На следующий день я пришла в барак-клуб, где заседала чёртова комиссия, — вроде бы как по другому, бытовому резону, но на самом деле меня влекла туда бесплодная и продолжавшая стучать в затылке ярость.
Прохлада, запах крашеных досок, подрагивание стёкол в дверцах шкафа, сутулые тени, натянувшие чужие лица. Нэна! Акся! За что?!
Будто бы в ответ на крик из темноты выструилась высокая тень, перелетела ко мне по воздуху и вцепилась в запястье.
14. …Fe4
День воскресный, день базарный в нищете своей жалок, но шумит, старается. Пустырь между столовой и клубом пылает и горит, ведь воскресенье — это день, когда возможны все чудеса света. Каллиграф напишет тебе письмо, почтарь его примет, кукольник предложит новых мамзелей по хранцузскому образцу, а скорняк сошьёт шапку — а если ты ещё раздобудешь для неё шкуру, то сдерёт с тебя меньше и, возможно, даже возьмёт часть сигаретами.
Вот так! Всё необходимое — тут же, в пыли. Деревянные игрушки, картонные ангелы — нарасхват. Учиться? Можно! Сапожник раз в месяц созывал парней и агитировал за курсы обувщиков. По праздникам присылали коробки с ненужной американцам старой одеждой, и начиналась давка. Разве что сфотографироваться на торжище было нельзя…
Такими грошовыми событиями и страстями полнился Менхегоф. Но деваться было некуда — следовало жить.
Под церковь отвели душевую. Там служил отец Иоанн по фамилии Зноско, и ему не хватало второго священника. Хор звучал как небесная арфа даже в проглатывающих всякие звуки шлакоблоках, потому что в лагере нашлось много певцов — эстрадных, опереточных и других. Диаконом определили Белова из поповных старообрядцев — он согласился сослужить еретикам только из-за великих потрясений. А вот второго иерея к повседневным требам не хватало.
Так вот, в день после ареста Нэны с Аксей я пробиралась сквозь толпу, прислушиваясь к дипийскому гомону. У администрации стояли незнакомые грузовики. Несмотря на то что Нэну увезли ещё вчера, у меня заныло под сердцем, и я свернула к конторе. Вдруг… Но что теперь могло быть вдруг?
Продравшись между плечами несчастных, торгующих последний мужнин костюм, я выбралась к конторе и увидела, что по приёмному залу циркулируют новоприбывшие. Их было довольно много. Я осторожно ступила внутрь, и через несколько секунд та высокая тень вцепилась мне в запястье.
Это была Елена, ликующая. Я еле узнала её. Она исхудала, и кожа стала как пергамент, с проступившей паутиной морщин. Почти полгода они с отцом Александром не встречали знакомых, и вот их одинокое бегство прервалось.

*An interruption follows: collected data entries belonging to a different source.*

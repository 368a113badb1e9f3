use glam::DVec2;
use log::{debug, trace};
use nalgebra as na;
use rand::SeedableRng;
use rand::seq::SliceRandom;
use rand_chacha::ChaCha8Rng;

use super::homography::{dlt_homography, has_collinear_triplet, reprojection_error};
use crate::config::RansacConfig;
use crate::error::{Error, Result};

const MIN_SAMPLES: usize = 4;

/// Robustly fitted homography with one inlier flag per correspondence.
#[derive(Debug, Clone, PartialEq)]
pub struct HomographyEstimate {
    homography: Option<na::Matrix3<f64>>,
    pub inliers: Vec<bool>,
}

impl HomographyEstimate {
    fn failed(correspondences: usize) -> HomographyEstimate {
        HomographyEstimate {
            homography: None,
            inliers: vec![false; correspondences],
        }
    }

    pub fn is_valid(&self) -> bool {
        self.homography.is_some()
    }

    /// The fitted transform, or `EstimationFailed`.
    pub fn homography(&self) -> Result<&na::Matrix3<f64>> {
        self.homography.as_ref().ok_or(Error::EstimationFailed {
            correspondences: self.inliers.len(),
            inliers: self.inlier_count(),
        })
    }

    pub fn into_homography(self) -> Option<na::Matrix3<f64>> {
        self.homography
    }

    pub fn inlier_count(&self) -> usize {
        self.inliers.iter().filter(|&&b| b).count()
    }
}

/// Hypotheses still needed to draw an outlier free sample with probability
/// `confidence` given the current outlier ratio.
fn update_num_iters(confidence: f64, outlier_ratio: f64, max_iters: usize) -> usize {
    let num = (1.0 - confidence).max(f64::MIN_POSITIVE).ln();
    let denom = 1.0 - (1.0 - outlier_ratio).powi(MIN_SAMPLES as i32);
    if denom < f64::MIN_POSITIVE {
        return 0;
    }
    let denom = denom.ln();
    if denom >= 0.0 || -num >= max_iters as f64 * -denom {
        max_iters
    } else {
        (num / denom).round() as usize
    }
}

fn count_inliers(
    h_mat: &na::Matrix3<f64>,
    src: &[DVec2],
    dst: &[DVec2],
    threshold: f64,
    mask: &mut [bool],
) -> usize {
    let mut count = 0;
    for ((s, d), m) in src.iter().zip(dst).zip(mask.iter_mut()) {
        *m = reprojection_error(h_mat, *s, *d) <= threshold;
        count += *m as usize;
    }
    count
}

/// Fits `H` with `dst ~ H * src` by random sample consensus over minimal four
/// point samples.
///
/// A correspondence is an inlier when its reprojection lies within
/// `threshold` of its `dst` point. Fails (no homography, all-false mask) with
/// fewer than four correspondences or when no hypothesis gathers four inliers.
pub fn estimate_homography(
    src: &[DVec2],
    dst: &[DVec2],
    threshold: f64,
    config: &RansacConfig,
) -> Result<HomographyEstimate> {
    if src.len() != dst.len() {
        return Err(Error::DimensionMismatch {
            context: "homography correspondences",
            expected: src.len(),
            actual: dst.len(),
        });
    }
    let n = src.len();
    if n < MIN_SAMPLES {
        debug!("ransac: only {} correspondences", n);
        return Ok(HomographyEstimate::failed(n));
    }

    let mut rng = ChaCha8Rng::seed_from_u64(config.seed);
    let mut nums: Vec<usize> = (0..n).collect();
    let mut mask = vec![false; n];
    let mut best_mask = vec![false; n];
    let mut best_count = 0;
    let mut best_h = None;
    let mut niters = config.max_iterations;
    let mut iter = 0;

    while iter < niters {
        iter += 1;
        let (sample, _) = nums.partial_shuffle(&mut rng, MIN_SAMPLES);
        let s = [src[sample[0]], src[sample[1]], src[sample[2]], src[sample[3]]];
        let d = [dst[sample[0]], dst[sample[1]], dst[sample[2]], dst[sample[3]]];
        if has_collinear_triplet(&s) || has_collinear_triplet(&d) {
            continue;
        }
        let Some(h_mat) = dlt_homography(&s, &d) else {
            continue;
        };
        let count = count_inliers(&h_mat, src, dst, threshold, &mut mask);
        if count > best_count {
            best_count = count;
            best_h = Some(h_mat);
            std::mem::swap(&mut mask, &mut best_mask);
            let outlier_ratio = (n - count) as f64 / n as f64;
            niters = update_num_iters(config.confidence, outlier_ratio, niters);
            trace!("ransac: iter {} inliers {} budget {}", iter, count, niters);
            if count == n {
                break;
            }
        }
    }

    let Some(mut h_mat) = best_h.filter(|_| best_count >= MIN_SAMPLES) else {
        debug!("ransac: best consensus {} of {} after {} iterations", best_count, n, iter);
        return Ok(HomographyEstimate::failed(n));
    };

    // refit on the consensus set, keep it only if it does not lose support
    let (inlier_src, inlier_dst): (Vec<_>, Vec<_>) = src
        .iter()
        .zip(dst)
        .zip(&best_mask)
        .filter(|&(_, &m)| m)
        .map(|((s, d), _)| (*s, *d))
        .unzip();
    if let Some(refined) = dlt_homography(&inlier_src, &inlier_dst) {
        let count = count_inliers(&refined, src, dst, threshold, &mut mask);
        if count >= best_count {
            best_count = count;
            h_mat = refined;
            std::mem::swap(&mut mask, &mut best_mask);
        }
    }
    debug!("ransac: {} of {} inliers after {} iterations", best_count, n, iter);

    Ok(HomographyEstimate {
        homography: Some(h_mat),
        inliers: best_mask,
    })
}
use std::ops::Range;

use glam::Vec2;
use serde::{Deserialize, Serialize};

use crate::error::{Error, Result};

/// A point of interest in a frame, following OpenCV conventions.
///
/// `pt` is in frame-local pixels until the keypoint is rebased into map space,
/// after which it holds map coordinates and `angle`/`size` follow the frame pose.
#[derive(Debug, Clone, Copy, PartialEq, Serialize, Deserialize)]
pub struct KeyPoint {
    pub pt: Vec2,
    /// Diameter of the meaningful neighbourhood
    pub size: f32,
    /// Orientation in degrees
    pub angle: f32,
    /// Detector response, larger is stronger
    pub response: f32,
    pub octave: i32,
    pub class_id: i32,
}

impl KeyPoint {
    pub fn new(x: f32, y: f32, size: f32, angle: f32, response: f32) -> KeyPoint {
        KeyPoint {
            pt: Vec2::new(x, y),
            size,
            angle,
            response,
            octave: 0,
            class_id: -1,
        }
    }
}

/// How two descriptor rows are compared.
#[derive(Debug, Clone, Copy, PartialEq, Eq, Serialize, Deserialize)]
pub enum DistanceMetric {
    L2,
    L2Squared,
    /// Bitwise distance over rows whose values are bytes (0..=255).
    Hamming,
}

impl DistanceMetric {
    /// Norm used by a detector/descriptor family, by name.
    pub fn for_family(name: &str) -> Option<DistanceMetric> {
        match name.to_ascii_uppercase().as_str() {
            "SIFT" | "SURF" | "KAZE" | "AKAZE" => Some(DistanceMetric::L2Squared),
            "BRISK" | "ORB" | "FREAK" => Some(DistanceMetric::Hamming),
            _ => None,
        }
    }

    pub fn distance(&self, a: &[f32], b: &[f32]) -> f32 {
        match self {
            DistanceMetric::L2 => DistanceMetric::L2Squared.distance(a, b).sqrt(),
            DistanceMetric::L2Squared => a
                .iter()
                .zip(b)
                .map(|(x, y)| (x - y) * (x - y))
                .sum(),
            DistanceMetric::Hamming => a
                .iter()
                .zip(b)
                .map(|(x, y)| ((*x as u8) ^ (*y as u8)).count_ones())
                .sum::<u32>() as f32,
        }
    }
}

/// Row-major descriptor block, row `i` describes keypoint `i`.
#[derive(Debug, Clone, PartialEq, Default, Serialize, Deserialize)]
pub struct DescriptorMatrix {
    cols: usize,
    data: Vec<f32>,
}

impl DescriptorMatrix {
    pub fn new(cols: usize) -> DescriptorMatrix {
        DescriptorMatrix {
            cols,
            data: Vec::new(),
        }
    }

    pub fn from_vec(rows: usize, cols: usize, data: Vec<f32>) -> Result<DescriptorMatrix> {
        if data.len() != rows * cols {
            return Err(Error::DimensionMismatch {
                context: "descriptor data length",
                expected: rows * cols,
                actual: data.len(),
            });
        }
        Ok(DescriptorMatrix { cols, data })
    }

    pub fn from_rows(rows: &[Vec<f32>]) -> Result<DescriptorMatrix> {
        let cols = rows.first().map_or(0, |r| r.len());
        let mut m = DescriptorMatrix::new(cols);
        for r in rows {
            m.push_row(r)?;
        }
        Ok(m)
    }

    pub fn rows(&self) -> usize {
        if self.cols == 0 {
            0
        } else {
            self.data.len() / self.cols
        }
    }

    pub fn cols(&self) -> usize {
        self.cols
    }

    pub fn is_empty(&self) -> bool {
        self.data.is_empty()
    }

    pub fn as_slice(&self) -> &[f32] {
        &self.data
    }

    pub fn row(&self, i: usize) -> &[f32] {
        &self.data[i * self.cols..(i + 1) * self.cols]
    }

    pub fn iter_rows(&self) -> impl Iterator<Item = &[f32]> {
        // chunks_exact panics on zero width
        self.data.chunks_exact(self.cols.max(1))
    }

    pub fn push_row(&mut self, row: &[f32]) -> Result<()> {
        if self.data.is_empty() && self.cols == 0 {
            self.cols = row.len();
        }
        if row.len() != self.cols {
            return Err(Error::DimensionMismatch {
                context: "descriptor row width",
                expected: self.cols,
                actual: row.len(),
            });
        }
        self.data.extend_from_slice(row);
        Ok(())
    }

    /// Appends every row of `other`. An empty matrix adopts `other`'s width.
    pub fn append(&mut self, other: &DescriptorMatrix) -> Result<()> {
        if other.is_empty() {
            return Ok(());
        }
        if self.data.is_empty() {
            self.cols = other.cols;
        } else if other.cols != self.cols {
            return Err(Error::DimensionMismatch {
                context: "descriptor row width",
                expected: self.cols,
                actual: other.cols,
            });
        }
        self.data.extend_from_slice(&other.data);
        Ok(())
    }

    pub fn slice_rows(&self, rows: Range<usize>) -> DescriptorMatrix {
        DescriptorMatrix {
            cols: self.cols,
            data: self.data[rows.start * self.cols..rows.end * self.cols].to_vec(),
        }
    }

    /// New matrix made of the given rows, in the given order.
    pub fn select_rows(&self, indices: &[usize]) -> DescriptorMatrix {
        let mut data = Vec::with_capacity(indices.len() * self.cols);
        for &i in indices {
            data.extend_from_slice(self.row(i));
        }
        DescriptorMatrix {
            cols: self.cols,
            data,
        }
    }
}

/// Nearest-descriptor correspondence between a query keypoint and a cloud keypoint.
#[derive(Debug, Clone, Copy, PartialEq, Serialize, Deserialize)]
pub struct Match {
    pub query_idx: usize,
    /// Global index into the keypoint cloud
    pub cloud_idx: usize,
    pub distance: f32,
}

/// Keypoints of one frame with their paired descriptors.
#[derive(Debug, Clone, Default, PartialEq)]
pub struct FrameFeatures {
    pub keypoints: Vec<KeyPoint>,
    pub descriptors: DescriptorMatrix,
}

impl FrameFeatures {
    pub fn new(keypoints: Vec<KeyPoint>, descriptors: DescriptorMatrix) -> Result<FrameFeatures> {
        check_pairing(&keypoints, &descriptors)?;
        Ok(FrameFeatures {
            keypoints,
            descriptors,
        })
    }

    pub fn len(&self) -> usize {
        self.keypoints.len()
    }

    pub fn is_empty(&self) -> bool {
        self.keypoints.is_empty()
    }
}

pub(crate) fn check_pairing(keypoints: &[KeyPoint], descriptors: &DescriptorMatrix) -> Result<()> {
    if descriptors.rows() != keypoints.len() {
        return Err(Error::DimensionMismatch {
            context: "descriptor rows vs keypoints",
            expected: keypoints.len(),
            actual: descriptors.rows(),
        });
    }
    Ok(())
}
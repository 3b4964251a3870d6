//! Config path resolution.

use gembot_common::ConfigError;
use std::path::PathBuf;

/// Get the platform-specific config directory for gembot.
pub fn config_dir() -> Result<PathBuf, ConfigError> {
    let base = dirs::config_dir()
        .ok_or_else(|| ConfigError::ParseError("could not determine config directory".into()))?;
    Ok(base.join("gembot"))
}

/// Get the platform-specific default config file path.
pub fn default_config_path() -> Result<PathBuf, ConfigError> {
    Ok(config_dir()?.join("config.toml"))
}
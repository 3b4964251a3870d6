//! Core TOML config loading: read from path or platform default.

use crate::schema::GembotConfig;
use gembot_common::ConfigError;
use std::path::Path;
use tracing::{debug, info};

use super::paths::default_config_path;

/// Load config from a specific TOML file path.
///
/// Deserializes the file using serde defaults for any missing fields.
/// Validation is left to the caller.
pub fn load_from_path(path: &Path) -> Result<GembotConfig, ConfigError> {
    if !path.exists() {
        return Err(ConfigError::FileNotFound(path.to_path_buf()));
    }

    let content = std::fs::read_to_string(path)
        .map_err(|e| ConfigError::ParseError(format!("failed to read {}: {e}", path.display())))?;

    let config: GembotConfig = toml::from_str(&content)
        .map_err(|e| ConfigError::ParseError(format!("failed to parse TOML: {e}")))?;

    info!("loaded config from {}", path.display());
    Ok(config)
}

/// Load config from the platform-specific default path.
///
/// On macOS: `~/Library/Application Support/gembot/config.toml`
/// On Linux: `~/.config/gembot/config.toml`
///
/// A missing file means defaults. Nothing is created on disk.
pub fn load_default() -> Result<GembotConfig, ConfigError> {
    let path = default_config_path()?;
    load_or_default(&path)
}

/// Load `path`, or return defaults when the file does not exist.
pub(crate) fn load_or_default(path: &Path) -> Result<GembotConfig, ConfigError> {
    match load_from_path(path) {
        Ok(config) => Ok(config),
        Err(ConfigError::FileNotFound(_)) => {
            debug!("no config found at {}, using defaults", path.display());
            Ok(GembotConfig::default())
        }
        Err(e) => Err(e),
    }
}
//! Remote API defaults shared by the config schema and the client.

/// Environment variable the credential is read from by default.
pub const DEFAULT_KEY_ENV: &str = "GEMINI_API_KEY";

/// Base URL of the Generative Language API model collection.
pub const DEFAULT_API_BASE: &str = "https://generativelanguage.googleapis.com/v1beta/models";

/// Model used when neither the config file nor the CLI names one.
pub const DEFAULT_MODEL: &str = "gemini-1.5-flash-latest";
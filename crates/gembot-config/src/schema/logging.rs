//! Logging configuration.

use serde::{Deserialize, Serialize};

/// Log level.
#[derive(Debug, Clone, Copy, Serialize, Deserialize, PartialEq, Eq, Default)]
#[serde(rename_all = "lowercase")]
pub enum LogLevel {
    Trace,
    Debug,
    Info,
    #[default]
    Warn,
    Error,
}

impl LogLevel {
    /// The level as a `tracing` filter directive.
    pub fn as_directive(self) -> &'static str {
        match self {
            Self::Trace => "trace",
            Self::Debug => "debug",
            Self::Info => "info",
            Self::Warn => "warn",
            Self::Error => "error",
        }
    }
}

/// Logging configuration.
#[derive(Debug, Clone, Serialize, Deserialize, Default)]
#[serde(default)]
pub struct LoggingConfig {
    pub level: LogLevel,
}
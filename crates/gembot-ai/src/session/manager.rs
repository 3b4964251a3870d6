//! Session struct and conversation history.

use crate::token_tracker::TokenTracker;
use crate::{Message, Role};

/// A conversation session with message history.
pub struct Session {
    /// Completed turns, oldest first.
    pub(super) messages: Vec<Message>,
    /// System prompt (prepended to every API call).
    pub(super) system_prompt: Option<String>,
    /// Token usage tracker.
    pub(super) tracker: TokenTracker,
    /// Provider name, used in log fields.
    pub(super) provider: String,
}

impl Session {
    pub fn new(provider: impl Into<String>) -> Self {
        Self {
            messages: Vec::new(),
            system_prompt: None,
            tracker: TokenTracker::new(),
            provider: provider.into(),
        }
    }

    pub fn with_system_prompt(mut self, prompt: impl Into<String>) -> Self {
        self.system_prompt = Some(prompt.into());
        self
    }

    /// Messages for the next request: system prompt, history, then `pending`.
    pub(crate) fn build_messages(&self, pending: &Message) -> Vec<Message> {
        let mut msgs = Vec::with_capacity(self.messages.len() + 2);
        if let Some(ref system) = self.system_prompt {
            msgs.push(Message {
                role: Role::System,
                content: system.clone(),
            });
        }
        msgs.extend(self.messages.iter().cloned());
        msgs.push(pending.clone());
        msgs
    }

    /// Get the full conversation history.
    pub fn messages(&self) -> &[Message] {
        &self.messages
    }

    /// Get the token tracker.
    pub fn tracker(&self) -> &TokenTracker {
        &self.tracker
    }

    /// Number of completed turns (user message plus reply).
    pub fn turn_count(&self) -> usize {
        self.messages.len() / 2
    }
}

impl Default for Session {
    fn default() -> Self {
        Self::new("default")
    }
}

После объятий Елена рассказала, что приехали они из Гамбурга и с ними прибыл Антон. Тот бежал из Пскова от родителей с последним поездом, уже под обстрелом. На вокзале его подобрал староста из бенигсеновского прихода. В рижском страшном доме Антон и отец Александр встретились, и с тех пор Антон скитался с ними.
Он стоял у входа в контору. Война войной, а дети растут как трава. Антон был выше меня. Секунда неловкости и горячечные объятия: «Как ты? И где отец Александр?» Антон отпрянул и вскричал: «Сейчас!» Ввинтившись в гущу тел, он нашёл отца Александра, дёрнул за рясу. Тот недоумевающе обернулся, увидел мальчика, а затем и меня. И вновь объятия — осторожные, но честные, без раздумий.
Спеша, чтобы друзей не распределили на выселки, я объяснила им, в каких бараках живут духовные лица, чтобы они просились именно туда. Комнаты распределял начальник жилищного комитета, чью фамилию я забыла, и он, как все староэмигранты, относился к священникам с почтением. Затем я растолковала прибывшим, где искать нас с Ростом.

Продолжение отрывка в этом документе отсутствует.